Luckily, during those other minutes (because remember, it's only every other minute I have to withstand), there are the most wonderful moments, too. Really sweet, rewarding, memorable moments that make it worth it (after I've had a twelve hour break to remember them all--oh motherhood, I feel 1/2 your pain and fear I may crumble when it's my turn to bear it all). I remember, remember, the encouragement, smiles, jokes, laughter, artwork, homemade ceramic cups, game playing and creating, wrestling, being taught instead of teaching, reading stories, singing songs, wiggling teeth, nicknaming teeth, having tickle fights, witnessing milestones, etc. I must remember, oh remember, that there are worse things than poo-spouting name calling. Sticks and stones. Rubber and glue. It's all about the offsets. Today there just wasn't an offset. Tomorrow, tomorrow, I love ya tomorrow! I don't know what was up, but today was hard knock, with no rest for the Nanny.

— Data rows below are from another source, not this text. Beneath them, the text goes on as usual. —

use avafr_types::MergedRecord;

/// Columns the neighbour distance is measured over, in order.
pub const IMPUTE_FEATURES: [&str; 5] = [
    "TotalMinutesAsleep",
    "VeryActiveMinutes",
    "FairlyActiveMinutes",
    "LightlyActiveMinutes",
    "SedentaryMinutes",
];

type Features = [f64; IMPUTE_FEATURES.len()];

/// Fills missing resting heart rates with the mean of the `k` nearest rows
/// that have one.
///
/// Features are min-max normalized per column before taking the Euclidean
/// distance; a constant column contributes nothing. Ties are broken by row
/// order. Only rows that had a value before imputation act as donors.
pub struct KnnImputer {
    pub k: usize,
}

impl Default for KnnImputer {
    fn default() -> Self {
        Self { k: Self::DEFAULT_K }
    }
}

impl KnnImputer {
    pub const DEFAULT_K: usize = 5;

    pub fn new(k: usize) -> Self {
        Self { k }
    }

    /// Returns how many rows were filled. With fewer than `k` donors, or
    /// `k == 0`, nothing is touched.
    pub fn impute(&self, rows: &mut [MergedRecord]) -> usize {
        let donors = rows
            .iter()
            .enumerate()
            .filter_map(|(idx, row)| row.resting_heart_rate.map(|hr| (idx, hr)))
            .collect::<Vec<_>>();

        if self.k == 0 || donors.len() < self.k {
            if donors.len() < rows.len() {
                warn!(
                    "{} donors available, {} needed: leaving resting heart rate missing",
                    donors.len(),
                    self.k
                );
            }
            return 0;
        }

        let features = normalized_features(rows);
        let mut filled = 0;

        for idx in 0..rows.len() {
            if rows[idx].resting_heart_rate.is_some() {
                continue;
            }

            let mut neighbours = donors
                .iter()
                .map(|&(donor, hr)| (distance(&features[idx], &features[donor]), donor, hr))
                .collect::<Vec<_>>();
            neighbours.sort_by(|a, b| a.0.total_cmp(&b.0).then(a.1.cmp(&b.1)));

            let sum = neighbours.iter().take(self.k).map(|n| n.2).sum::<f64>();
            rows[idx].resting_heart_rate = Some(sum / self.k as f64);
            filled += 1;
        }

        debug!("imputed resting heart rate for {} rows", filled);
        filled
    }
}

fn raw_features(row: &MergedRecord) -> Features {
    [
        row.total_minutes_asleep,
        row.very_active_minutes,
        row.fairly_active_minutes,
        row.lightly_active_minutes,
        row.sedentary_minutes,
    ]
    .map(f64::from)
}

fn normalized_features(rows: &[MergedRecord]) -> Vec<Features> {
    let raw = rows.iter().map(raw_features).collect::<Vec<_>>();

    let mut min = [f64::INFINITY; IMPUTE_FEATURES.len()];
    let mut max = [f64::NEG_INFINITY; IMPUTE_FEATURES.len()];
    for features in &raw {
        for (col, value) in features.iter().enumerate() {
            min[col] = min[col].min(*value);
            max[col] = max[col].max(*value);
        }
    }

    raw.into_iter()
        .map(|features| {
            let mut normalized = [0.0; IMPUTE_FEATURES.len()];
            for (col, value) in features.iter().enumerate() {
                let range = max[col] - min[col];
                if range > 0.0 {
                    normalized[col] = (value - min[col]) / range;
                }
            }
            normalized
        })
        .collect()
}

fn distance(a: &Features, b: &Features) -> f64 {
    a.iter()
        .zip(b)
        .map(|(a, b)| (a - b).powi(2))
        .sum::<f64>()
        .sqrt()
}
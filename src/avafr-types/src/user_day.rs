use chrono::NaiveDate;
use serde::{Deserialize, Serialize};

/// Join key shared by every per-day dataset.
#[derive(Clone, Copy, Debug, PartialEq, Eq, Hash, PartialOrd, Ord, Serialize, Deserialize)]
pub struct UserDay {
    pub user_id: i64,
    pub date: NaiveDate,
}

impl UserDay {
    pub fn new(user_id: i64, date: NaiveDate) -> Self {
        Self { user_id, date }
    }
}
mod component;

pub use component::Component;
//! Components for evaluating two-variable surfaces and their gradients.
//!
//! The pieces mirror one interaction cycle of the visualizer: a
//! [`surface::Evaluator`] computes a surface height and its analytic partial
//! derivatives at a point, a [`gradient::Summarizer`] reduces those partials
//! to a steepest-ascent magnitude, and a [`sampler::Sampler`] produces the
//! mesh the renderer draws. [`scene::Scene`] composes all three into a single
//! call per user input.

pub mod gradient;
pub mod sampler;
pub mod scene;
pub mod surface;
use gradviz_core::Component;
use thiserror::Error;

use crate::{
    gradient::{GradientSummary, Summarizer},
    sampler::{GridConfig, GridConfigError, Sampler, SurfaceGrid},
    surface::{EvaluateError, Evaluation, Evaluator, EvaluatorInput, FunctionId, Point2D},
};

/// A component that runs one full recomputation cycle.
///
/// Each user interaction supplies a fresh [`SceneInput`]; the scene evaluates
/// the surface at the point, summarizes the gradient, samples the mesh, and
/// returns everything the renderer needs in a [`SceneOutput`]. There is no
/// state carried between cycles, so concurrent inputs need nothing more than
/// processing one complete snapshot at a time.
pub struct Scene {
    sampler: Sampler,
}

/// One complete input snapshot from the presentation layer.
#[derive(Debug, Clone, Copy, PartialEq)]
pub struct SceneInput {
    pub function: FunctionId,
    pub point: Point2D,
}

/// Everything the rendering collaborator consumes for one frame.
#[derive(Debug, Clone, PartialEq)]
pub struct SceneOutput {
    pub evaluation: Evaluation,
    pub summary: GradientSummary,
    pub grid: SurfaceGrid,
}

/// Error returned when any stage of the cycle fails.
#[derive(Debug, Clone, PartialEq, Error)]
pub enum SceneError {
    #[error(transparent)]
    Evaluate(#[from] EvaluateError),
    #[error(transparent)]
    Grid(#[from] GridConfigError),
}

impl Scene {
    #[must_use]
    pub fn new(config: GridConfig) -> Self {
        Self {
            sampler: Sampler::new(config),
        }
    }

    #[must_use]
    pub fn config(&self) -> &GridConfig {
        self.sampler.config()
    }
}

impl Default for Scene {
    fn default() -> Self {
        Self::new(GridConfig::default())
    }
}

impl Component for Scene {
    type Input = SceneInput;
    type Output = SceneOutput;
    type Error = SceneError;

    fn call(&self, input: Self::Input) -> Result<Self::Output, Self::Error> {
        let SceneInput { function, point } = input;

        // Evaluate, then summarize the gradient while keeping the evaluation.
        let analysis = Evaluator.map_err(SceneError::from).chain(
            Summarizer
                .map(
                    |evaluation: &Evaluation| evaluation.gradient(),
                    |evaluation, summary| (evaluation, summary),
                )
                .map_err(|never| match never {}),
        );

        let (evaluation, summary) = analysis.call(EvaluatorInput { function, point })?;
        let grid = self.sampler.call(function)?;

        Ok(SceneOutput {
            evaluation,
            summary,
            grid,
        })
    }
}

*: A rant is a speech or text that does not present a calm argument; rather it is typically an enthusiastic speech or talk or lecture on an idea, a person or an institution. Rants can be based on partial fact or may be entirely factual but written in a comedic/satirical form.
**: Complaining is to express feelings of pain, dissatisfaction, or resentment. To make a formal accusation or bring a formal charge. The act of dwelling on the negative. The more you complain, the more you summon your creative energies to attract something to complain about.